You can also use the sf command to install it manually. Explaining this is out of scope of this document.


Known issues

These are the current issues that makes this a beta release.

As far as the testing done goes, they do not cause any harm to the normal operation of the booted system, while being a net upgrade over the previous firmware which had no way for the user to select boot options via the device.

Saving settings to SPI

While there is a patch upstream to do so, it seems to cause issues with USB input. This is to be investigated.

Hangs with kernel 5.6+

Using the patchset from tsys, which I believe is the gold standard, the graphics-enabled U-Boot will not boot kernels 5.6, 5.7 and the wip 5.8.

For the three kernel versions, the boot hangs at the what seems to be the same location.

For the time being, use the 5.4 LTS (or 5.5 if you don't mind an unmaintained kernel.)


FAQ

Why install to SPI flash?

This makes the Pinebook Pro act just like any other laptop. You can erase all the storage devices (SPI is not a storage device exactly) and still get a useful, albeit limited boot.

This also means that the user is fully in control of the storage. There is no special offset where they are required to install a program for the computer to boot successfully.

Finally, with the minimal UEFI support of the Pinebook Pro, and USB support, it is possible to boot a generic UEFI iso installer, just like you would on any other normal and sensible laptop. Once the upstream Linux kernel fully supports the Pinebook Pro, there will be no need for device-specific image or installation instructions. You will be able to install just like you would any other dumb laptop.

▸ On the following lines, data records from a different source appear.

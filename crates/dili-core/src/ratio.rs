//! Daily and trailing-window exposure ratios.
//!
//! Within a day, drugs are counted once per normalized name no matter how
//! many administrations were recorded. Across a window, per-day counts are
//! summed, so a drug given on three days of the window contributes three
//! exposure-days.

use std::collections::BTreeMap;
use std::ops::RangeInclusive;

use dili_model::{DayRatioRow, DaySets, ExposureRatio, PatientDrugData, ReferenceSets, usable_name};

/// Length of the trailing cumulative window, today included.
pub const DEFAULT_WINDOW_DAYS: i64 = 7;

/// First day index of the time axis; windows never extend below it.
pub const FIRST_DAY: i64 = 1;

/// Days covered by a trailing window ending at `day`.
///
/// Clamped at day 1. Empty when `day` itself is below day 1.
pub fn window_days(day: i64, window_days: i64) -> RangeInclusive<i64> {
    let span = window_days.max(1) - 1;
    FIRST_DAY.max(day.saturating_sub(span))..=day
}

/// Ratio queries over one patient's administrations.
///
/// Holds only shared borrows and a per-day row index, so a single engine
/// can serve any number of concurrent readers.
#[derive(Debug, Clone)]
pub struct RatioEngine<'a> {
    data: &'a PatientDrugData,
    reference: &'a ReferenceSets,
    rows_by_day: BTreeMap<i64, Vec<usize>>,
}

impl<'a> RatioEngine<'a> {
    pub fn new(data: &'a PatientDrugData, reference: &'a ReferenceSets) -> Self {
        let mut rows_by_day: BTreeMap<i64, Vec<usize>> = BTreeMap::new();
        for (row, day) in data.days().iter().enumerate() {
            rows_by_day.entry(*day).or_default().push(row);
        }
        Self {
            data,
            reference,
            rows_by_day,
        }
    }

    /// Distinct toxic and safe names administered on `day`.
    pub fn day_sets(&self, day: i64) -> DaySets {
        let mut sets = DaySets::default();
        let Some(rows) = self.rows_by_day.get(&day) else {
            return sets;
        };
        let has_safe = self.reference.has_safe();
        for &row in rows {
            let Some(record) = self.data.get(row) else {
                continue;
            };
            if self.reference.is_excluded(record.concept_id) {
                continue;
            }
            let Some(name) = usable_name(record.name) else {
                continue;
            };
            if self.reference.is_toxic(record.concept_id, &name) {
                sets.toxic_names.insert(name);
            } else if !has_safe || self.reference.is_listed_safe(record.concept_id, &name) {
                sets.safe_names.insert(name);
            }
        }
        // a name toxic through any of its rows is not also counted as safe
        let DaySets {
            toxic_names,
            safe_names,
        } = &mut sets;
        safe_names.retain(|name| !toxic_names.contains(name));
        sets
    }

    pub fn daily_ratio(&self, day: i64) -> ExposureRatio {
        self.day_sets(day).ratio()
    }

    /// Sum of daily ratios over the trailing window ending at `day`.
    pub fn cumulative_ratio(&self, day: i64, window: i64) -> ExposureRatio {
        window_days(day, window).map(|d| self.daily_ratio(d)).sum()
    }

    pub fn cumulative_7day_ratio(&self, day: i64) -> ExposureRatio {
        self.cumulative_ratio(day, DEFAULT_WINDOW_DAYS)
    }

    /// One row per day in `first..=last`, daily ratios computed once each.
    pub fn series(&self, first: i64, last: i64, window: i64) -> Vec<DayRatioRow> {
        if first > last {
            return Vec::new();
        }
        let lead = *window_days(first, window).start();
        let daily: BTreeMap<i64, ExposureRatio> = (lead.min(first)..=last)
            .map(|day| (day, self.daily_ratio(day)))
            .collect();
        (first..=last)
            .map(|day| DayRatioRow {
                day,
                daily: daily.get(&day).copied().unwrap_or_default(),
                cumulative: window_days(day, window)
                    .filter_map(|d| daily.get(&d).copied())
                    .sum(),
            })
            .collect()
    }

    /// Smallest and largest day index with any administration.
    pub fn day_span(&self) -> Option<(i64, i64)> {
        let first = *self.rows_by_day.keys().next()?;
        let last = *self.rows_by_day.keys().next_back()?;
        Some((first, last))
    }
}

/// One-shot form of [`RatioEngine::day_sets`].
pub fn classify_day_sets(day: i64, data: &PatientDrugData, reference: &ReferenceSets) -> DaySets {
    RatioEngine::new(data, reference).day_sets(day)
}

/// One-shot form of [`RatioEngine::daily_ratio`].
pub fn calculate_daily_ratio(
    day: i64,
    data: &PatientDrugData,
    reference: &ReferenceSets,
) -> ExposureRatio {
    RatioEngine::new(data, reference).daily_ratio(day)
}

/// One-shot form of [`RatioEngine::cumulative_7day_ratio`].
pub fn calculate_cumulative_7day_ratio(
    day: i64,
    data: &PatientDrugData,
    reference: &ReferenceSets,
) -> ExposureRatio {
    RatioEngine::new(data, reference).cumulative_7day_ratio(day)
}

My machine does not boot after rendering the eMMC U-Boot unbootable

If you accidentally boot your machine without a firmware installed, your Pinebook Pro may look like it doesn't want to boot anymore. In fact it is likely booted into maskrom mode. Hold power for 15 real seconds, then try powering on with a known good SD card.

My machine does not boot after installing to SPI and is not in maskrom mode

Oof, first of all, sorry. In testing I have never had a flashing render my device unbootable.

Rescuing your device is not specific to this project. You can follow the instructions from the Pine64 forums to recover from a broken SPI flash.


Acknowledgements

Without access to a nearly final revision of the Graphics fixes for the Pinebook Pro, this wouldn't have been possible. Thank you Arnaud Patard from Hupstream for allowing me to release the preview build to the benefit of Pine users all around the world.